Introduction to the knowledge graph

The knowledge graph is a troubleshooting and observability technology that helps you quickly find the root cause of application and infrastructure issues without needing to write queries or jump across dashboards. It connects metrics, logs, and traces into a single workflow so you can resolve problems faster.

Your on-call team no longer becomes overwhelmed by irrelevant alerts that are difficult to manage, noisy, and become quickly outdated.

Why use the knowledge graph?

  • Faster troubleshooting: Automatically surfaces anomalies and failures
  • Beginner-friendly: No PromQL expertise required
  • Context-rich: See the relationships between services, infrastructure, and applications in one place
  • Smarter insights: Go beyond symptoms and get to causes

How the knowledge graph works

The knowledge graph collects information from your telemetry data sources and uses it to create a visual representation of your application and infrastructure components. It then organizes and indexes this representation, so that you can search for specific information to determine how the components fit together in real-time.

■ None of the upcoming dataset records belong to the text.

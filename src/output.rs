use crate::models::{
    GoalScore, ScoringResponse, VerificationResult, VerificationStatus, VerifierCheck,
};
use clap::ValueEnum;
use serde::{Deserialize, Serialize};
use std::fmt;

/// Output format options
#[derive(Debug, Clone, Copy, ValueEnum, Serialize, Deserialize)]
pub enum OutputFormat {
    Plain,
    Json,
}

/// Print a single-shot verification in the specified format
pub fn print_verification(result: &VerificationResult, format: OutputFormat) {
    match format {
        OutputFormat::Plain => print!("{}", VerificationReport(result)),
        OutputFormat::Json => print_json(result),
    }
}

/// Print a conversation score in the specified format
pub fn print_scoring(response: &ScoringResponse, format: OutputFormat) {
    match format {
        OutputFormat::Plain => print!("{}", ScoringReport(response)),
        OutputFormat::Json => print_json(response),
    }
}

/// Render a verification as plain text
pub fn render_verification(result: &VerificationResult) -> String {
    VerificationReport(result).to_string()
}

/// Render a conversation score as plain text
pub fn render_scoring(response: &ScoringResponse) -> String {
    ScoringReport(response).to_string()
}

struct VerificationReport<'a>(&'a VerificationResult);

impl fmt::Display for VerificationReport<'_> {
    fn fmt(&self, f: &mut fmt::Formatter<'_>) -> fmt::Result {
        let result = self.0;
        let composite = &result.composite;

        writeln!(f, "=== Verification ===")?;
        writeln!(f)?;

        if result.status() == VerificationStatus::Unavailable {
            return writeln!(
                f,
                "Verification could not be completed: no scoring signal was available."
            );
        }

        let verdict = if composite.passed { "PASSED" } else { "NOT PASSED" };
        writeln!(f, "Composite: {}/100 ({})", composite.score, verdict)?;
        match composite.critical_goals_met {
            Some(true) => writeln!(f, "Critical goals: met")?,
            Some(false) => writeln!(f, "Critical goals: NOT met")?,
            None => {}
        }
        writeln!(f)?;

        let judge_score = if result.llm.available {
            result.llm.composite_score.to_string()
        } else {
            "n/a".to_string()
        };
        let embedding_score = if result.embedding.available {
            result.embedding.score().to_string()
        } else {
            "n/a".to_string()
        };

        writeln!(f, "📊 SIGNALS")?;
        writeln!(f, "----------")?;
        writeln!(f, "{:<12} {:<8} {:<8}", "Signal", "Score", "Weight")?;
        writeln!(f, "{}", "-".repeat(30))?;
        writeln!(f, "{:<12} {:<8} {:<8.2}", "llm", judge_score, composite.weights.llm)?;
        writeln!(f, "{:<12} {:<8} {:<8.2}", "embedding", embedding_score, composite.weights.embedding)?;
        writeln!(f, "{:<12} {:<8} {:<8.2}", "verifier", result.verifier.score, composite.weights.verifier)?;
        writeln!(f)?;

        writeln!(f, "📝 {} CHECKS", result.verifier.kind.to_string().to_uppercase())?;
        writeln!(f, "-------------")?;
        write_checks(f, &result.verifier.details.checks)?;

        if let Some(per_goal) = &result.llm.per_goal {
            writeln!(f)?;
            write_goals(f, per_goal)?;
        }

        if let Some(error) = &result.embedding.error {
            writeln!(f)?;
            writeln!(f, "Embedding unavailable: {}", error)?;
        }

        Ok(())
    }
}

struct ScoringReport<'a>(&'a ScoringResponse);

impl fmt::Display for ScoringReport<'_> {
    fn fmt(&self, f: &mut fmt::Formatter<'_>) -> fmt::Result {
        let response = self.0;

        writeln!(f, "=== Conversation Score ===")?;
        writeln!(f)?;

        if !response.available {
            writeln!(f, "Scoring could not be completed.")?;
            if let Some(error) = response.explanations.get("error") {
                writeln!(f, "Reason: {}", error)?;
            }
            return Ok(());
        }

        writeln!(f, "Model: {}", response.model)?;
        writeln!(f, "Composite: {}/100", response.composite_score)?;
        if let Some(alignment) = response.goal_alignment {
            writeln!(f, "Goal alignment: {}/100", alignment)?;
        }
        writeln!(f)?;

        if !response.dimensions.is_empty() {
            let dimensions = [
                ("clarity", response.dimensions.clarity),
                ("outputQuality", response.dimensions.output_quality),
                ("messageCount", response.dimensions.message_count),
                ("characterLength", response.dimensions.character_length),
            ];
            writeln!(f, "📊 DIMENSIONS")?;
            writeln!(f, "-------------")?;
            for (name, score) in dimensions {
                if let Some(score) = score {
                    writeln!(f, "  • {}: {}", name, score)?;
                }
            }
            writeln!(f)?;
        }

        if let Some(per_goal) = &response.per_goal {
            write_goals(f, per_goal)?;
            writeln!(f)?;
        }

        let metrics = &response.conversation_metrics;
        writeln!(f, "💬 CONVERSATION")?;
        writeln!(f, "---------------")?;
        writeln!(f, "Messages: {}", metrics.message_count)?;
        writeln!(
            f,
            "Tokens: {} ({} in, {} out)",
            metrics.total_tokens, metrics.input_tokens, metrics.output_tokens
        )?;
        writeln!(f, "Average message length: {:.1}", metrics.average_message_length)?;

        let mut explanations: Vec<_> = response.explanations.iter().collect();
        explanations.sort();
        if !explanations.is_empty() {
            writeln!(f)?;
            for (key, text) in explanations {
                writeln!(f, "{}: {}", key, text)?;
            }
        }

        Ok(())
    }
}

fn write_checks(f: &mut fmt::Formatter<'_>, checks: &[VerifierCheck]) -> fmt::Result {
    for check in checks {
        let mark = if check.passed { "✓" } else { "✗" };
        match &check.message {
            Some(message) => writeln!(f, "  {} {}: {}", mark, check.name, message)?,
            None => writeln!(f, "  {} {}", mark, check.name)?,
        }
    }
    Ok(())
}

fn write_goals(f: &mut fmt::Formatter<'_>, per_goal: &[GoalScore]) -> fmt::Result {
    writeln!(f, "🎯 GOALS")?;
    writeln!(f, "--------")?;
    for goal in per_goal {
        let met = match goal.met {
            Some(true) => " (met)",
            Some(false) => " (not met)",
            None => "",
        };
        writeln!(f, "  • {}: {}{}", goal.title, goal.score, met)?;
        if let Some(explanation) = &goal.explanation {
            writeln!(f, "    {}", explanation)?;
        }
    }
    Ok(())
}

/// Print results in JSON format
fn print_json<T: Serialize>(value: &T) {
    match serde_json::to_string_pretty(value) {
        Ok(json) => println!("{}", json),
        Err(e) => eprintln!("Error serializing results to JSON: {}", e),
    }
}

The knowledge graph curates knowledge of common runtime failure patterns and potential causes, so your team doesn’t have to research and maintain these rules.

Fundamentals

The following concepts are key to your understanding of how the knowledge graph works:

Entities

Entities represent objects and their properties within your environment, such as services, nodes, or Pods. Refer to Entities and relationships.

Entity catalog

The entity catalog provides a comprehensive list view of the elements that are automatically monitored by the knowledge graph.

Entity graph

The entity graph provides a visual representation of the relationships between infrastructure and application components in your IT environment.

Insights

Insights continuously track resource saturation, amends (for example, deployments and scale events), request, resource, and latency anomalies, systemic failures, and errors on your golden signals and health metrics.

RCA workbench

RCA workbench provides a comprehensive exploration of potential causes for specific issues over time and dependencies, offering access to relevant metrics, logs, and traces for efficient troubleshooting and analysis.

Workbench AI

Workbench AI helps you form hypotheses based on root cause analysis and provides recommended steps for solving performance issues.